§ DIRECTIONS FOR THIS TASK
Every line below should be copied out exactly.

⁂

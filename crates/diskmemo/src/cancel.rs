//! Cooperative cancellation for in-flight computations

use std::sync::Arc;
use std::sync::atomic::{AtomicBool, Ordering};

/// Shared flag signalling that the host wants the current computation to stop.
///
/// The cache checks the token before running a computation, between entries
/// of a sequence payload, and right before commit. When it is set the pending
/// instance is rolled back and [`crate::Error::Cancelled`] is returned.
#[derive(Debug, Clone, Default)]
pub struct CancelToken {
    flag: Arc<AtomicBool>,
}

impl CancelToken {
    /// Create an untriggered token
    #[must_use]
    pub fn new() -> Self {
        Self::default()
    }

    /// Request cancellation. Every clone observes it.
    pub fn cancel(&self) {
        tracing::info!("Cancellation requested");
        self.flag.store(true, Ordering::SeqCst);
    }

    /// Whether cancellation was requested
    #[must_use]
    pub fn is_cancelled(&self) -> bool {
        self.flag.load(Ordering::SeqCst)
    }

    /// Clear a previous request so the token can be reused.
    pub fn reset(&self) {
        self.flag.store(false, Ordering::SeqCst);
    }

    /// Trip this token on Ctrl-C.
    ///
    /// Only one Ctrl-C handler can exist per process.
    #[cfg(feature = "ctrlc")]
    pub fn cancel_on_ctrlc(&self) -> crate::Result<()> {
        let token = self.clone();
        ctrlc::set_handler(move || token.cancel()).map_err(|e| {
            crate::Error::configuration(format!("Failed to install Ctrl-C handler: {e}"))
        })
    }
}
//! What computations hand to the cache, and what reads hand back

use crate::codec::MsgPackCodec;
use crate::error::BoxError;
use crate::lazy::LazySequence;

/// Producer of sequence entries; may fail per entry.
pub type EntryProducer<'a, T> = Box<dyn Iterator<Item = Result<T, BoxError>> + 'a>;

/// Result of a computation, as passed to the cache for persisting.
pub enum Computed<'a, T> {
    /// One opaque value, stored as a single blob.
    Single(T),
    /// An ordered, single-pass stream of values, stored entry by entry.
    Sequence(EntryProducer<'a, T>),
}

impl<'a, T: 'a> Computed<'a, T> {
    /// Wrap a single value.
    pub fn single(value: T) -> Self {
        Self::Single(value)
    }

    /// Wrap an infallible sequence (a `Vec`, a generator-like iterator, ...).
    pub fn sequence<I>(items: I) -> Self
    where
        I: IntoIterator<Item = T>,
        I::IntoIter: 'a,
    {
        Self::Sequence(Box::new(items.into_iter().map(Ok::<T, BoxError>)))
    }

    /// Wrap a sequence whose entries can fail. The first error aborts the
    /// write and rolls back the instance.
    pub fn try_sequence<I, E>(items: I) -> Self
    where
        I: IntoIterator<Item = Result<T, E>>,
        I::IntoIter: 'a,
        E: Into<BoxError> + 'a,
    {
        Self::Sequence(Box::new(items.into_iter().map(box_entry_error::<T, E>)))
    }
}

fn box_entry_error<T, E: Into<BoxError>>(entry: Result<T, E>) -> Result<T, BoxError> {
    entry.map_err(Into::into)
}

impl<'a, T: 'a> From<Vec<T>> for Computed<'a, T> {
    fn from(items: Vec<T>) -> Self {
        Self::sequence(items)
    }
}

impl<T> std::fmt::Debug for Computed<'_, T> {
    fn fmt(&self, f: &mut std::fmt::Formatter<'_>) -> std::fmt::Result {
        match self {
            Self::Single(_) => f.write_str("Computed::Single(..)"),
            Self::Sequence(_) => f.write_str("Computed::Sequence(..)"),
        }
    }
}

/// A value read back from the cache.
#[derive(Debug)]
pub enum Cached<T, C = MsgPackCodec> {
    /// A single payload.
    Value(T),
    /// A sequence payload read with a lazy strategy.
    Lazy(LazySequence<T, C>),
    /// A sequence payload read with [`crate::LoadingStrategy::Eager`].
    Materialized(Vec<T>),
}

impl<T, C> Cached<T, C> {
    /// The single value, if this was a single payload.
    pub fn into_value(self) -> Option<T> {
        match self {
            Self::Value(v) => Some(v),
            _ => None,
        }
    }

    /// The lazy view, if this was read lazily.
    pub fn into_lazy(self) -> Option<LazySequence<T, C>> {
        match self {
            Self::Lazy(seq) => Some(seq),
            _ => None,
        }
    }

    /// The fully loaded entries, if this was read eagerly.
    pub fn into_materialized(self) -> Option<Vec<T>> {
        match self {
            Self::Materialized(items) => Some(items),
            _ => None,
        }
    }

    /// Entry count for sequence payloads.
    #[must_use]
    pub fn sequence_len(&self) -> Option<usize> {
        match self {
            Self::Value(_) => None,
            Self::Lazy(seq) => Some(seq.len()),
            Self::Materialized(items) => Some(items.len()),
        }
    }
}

⁂

§ ANSWER TO THE EXERCISE
filename crates/diskmemo/src/cancel.rs
//! Cooperative cancellation for in-flight computations

use std::sync::Arc;
use std::sync::atomic::{AtomicBool, Ordering};

/// Shared flag signalling that the host wants the current computation to stop.
///
/// The cache checks the token before running a computation, between entries
/// of a sequence payload, and right before commit. When it is set the pending
/// instance is rolled back and [`crate::Error::Cancelled`] is returned.
#[derive(Debug, Clone, Default)]
pub struct CancelToken {
    flag: Arc<AtomicBool>,
}

impl CancelToken {
    /// Create an untriggered token
    #[must_use]
    pub fn new() -> Self {
        Self::default()
    }

    /// Request cancellation. Every clone observes it.
    pub fn cancel(&self) {
        tracing::info!("Cancellation requested");
        self.flag.store(true, Ordering::SeqCst);
    }

    /// Whether cancellation was requested
    #[must_use]
    pub fn is_cancelled(&self) -> bool {
        self.flag.load(Ordering::SeqCst)
    }

    /// Clear a previous request so the token can be reused.
    pub fn reset(&self) {
        self.flag.store(false, Ordering::SeqCst);
    }

    /// Trip this token on Ctrl-C.
    ///
    /// Only one Ctrl-C handler can exist per process.
    #[cfg(feature = "ctrlc")]
    pub fn cancel_on_ctrlc(&self) -> crate::Result<()> {
        let token = self.clone();
        ctrlc::set_handler(move || token.cancel()).map_err(|e| {
            crate::Error::configuration(format!("Failed to install Ctrl-C handler: {e}"))
        })
    }
}
//! What computations hand to the cache, and what reads hand back

use crate::codec::MsgPackCodec;
use crate::error::BoxError;
use crate::lazy::LazySequence;

/// Producer of sequence entries; may fail per entry.
pub type EntryProducer<'a, T> = Box<dyn Iterator<Item = Result<T, BoxError>> + 'a>;

/// Result of a computation, as passed to the cache for persisting.
pub enum Computed<'a, T> {
    /// One opaque value, stored as a single blob.
    Single(T),
    /// An ordered, single-pass stream of values, stored entry by entry.
    Sequence(EntryProducer<'a, T>),
}

impl<'a, T: 'a> Computed<'a, T> {
    /// Wrap a single value.
    pub fn single(value: T) -> Self {
        Self::Single(value)
    }

    /// Wrap an infallible sequence (a `Vec`, a generator-like iterator, ...).
    pub fn sequence<I>(items: I) -> Self
    where
        I: IntoIterator<Item = T>,
        I::IntoIter: 'a,
    {
        Self::Sequence(Box::new(items.into_iter().map(Ok::<T, BoxError>)))
    }

    /// Wrap a sequence whose entries can fail. The first error aborts the
    /// write and rolls back the instance.
    pub fn try_sequence<I, E>(items: I) -> Self
    where
        I: IntoIterator<Item = Result<T, E>>,
        I::IntoIter: 'a,
        E: Into<BoxError> + 'a,
    {
        Self::Sequence(Box::new(items.into_iter().map(box_entry_error::<T, E>)))
    }
}

fn box_entry_error<T, E: Into<BoxError>>(entry: Result<T, E>) -> Result<T, BoxError> {
    entry.map_err(Into::into)
}

impl<'a, T: 'a> From<Vec<T>> for Computed<'a, T> {
    fn from(items: Vec<T>) -> Self {
        Self::sequence(items)
    }
}

impl<T> std::fmt::Debug for Computed<'_, T> {
    fn fmt(&self, f: &mut std::fmt::Formatter<'_>) -> std::fmt::Result {
        match self {
            Self::Single(_) => f.write_str("Computed::Single(..)"),
            Self::Sequence(_) => f.write_str("Computed::Sequence(..)"),
        }
    }
}

/// A value read back from the cache.
#[derive(Debug)]
pub enum Cached<T, C = MsgPackCodec> {
    /// A single payload.
    Value(T),
    /// A sequence payload read with a lazy strategy.
    Lazy(LazySequence<T, C>),
    /// A sequence payload read with [`crate::LoadingStrategy::Eager`].
    Materialized(Vec<T>),
}

impl<T, C> Cached<T, C> {
    /// The single value, if this was a single payload.
    pub fn into_value(self) -> Option<T> {
        match self {
            Self::Value(v) => Some(v),
            _ => None,
        }
    }

    /// The lazy view, if this was read lazily.
    pub fn into_lazy(self) -> Option<LazySequence<T, C>> {
        match self {
            Self::Lazy(seq) => Some(seq),
            _ => None,
        }
    }

    /// The fully loaded entries, if this was read eagerly.
    pub fn into_materialized(self) -> Option<Vec<T>> {
        match self {
            Self::Materialized(items) => Some(items),
            _ => None,
        }
    }

    /// Entry count for sequence payloads.
    #[must_use]
    pub fn sequence_len(&self) -> Option<usize> {
        match self {
            Self::Value(_) => None,
            Self::Lazy(seq) => Some(seq.len()),
            Self::Materialized(items) => Some(items.len()),
        }
    }
}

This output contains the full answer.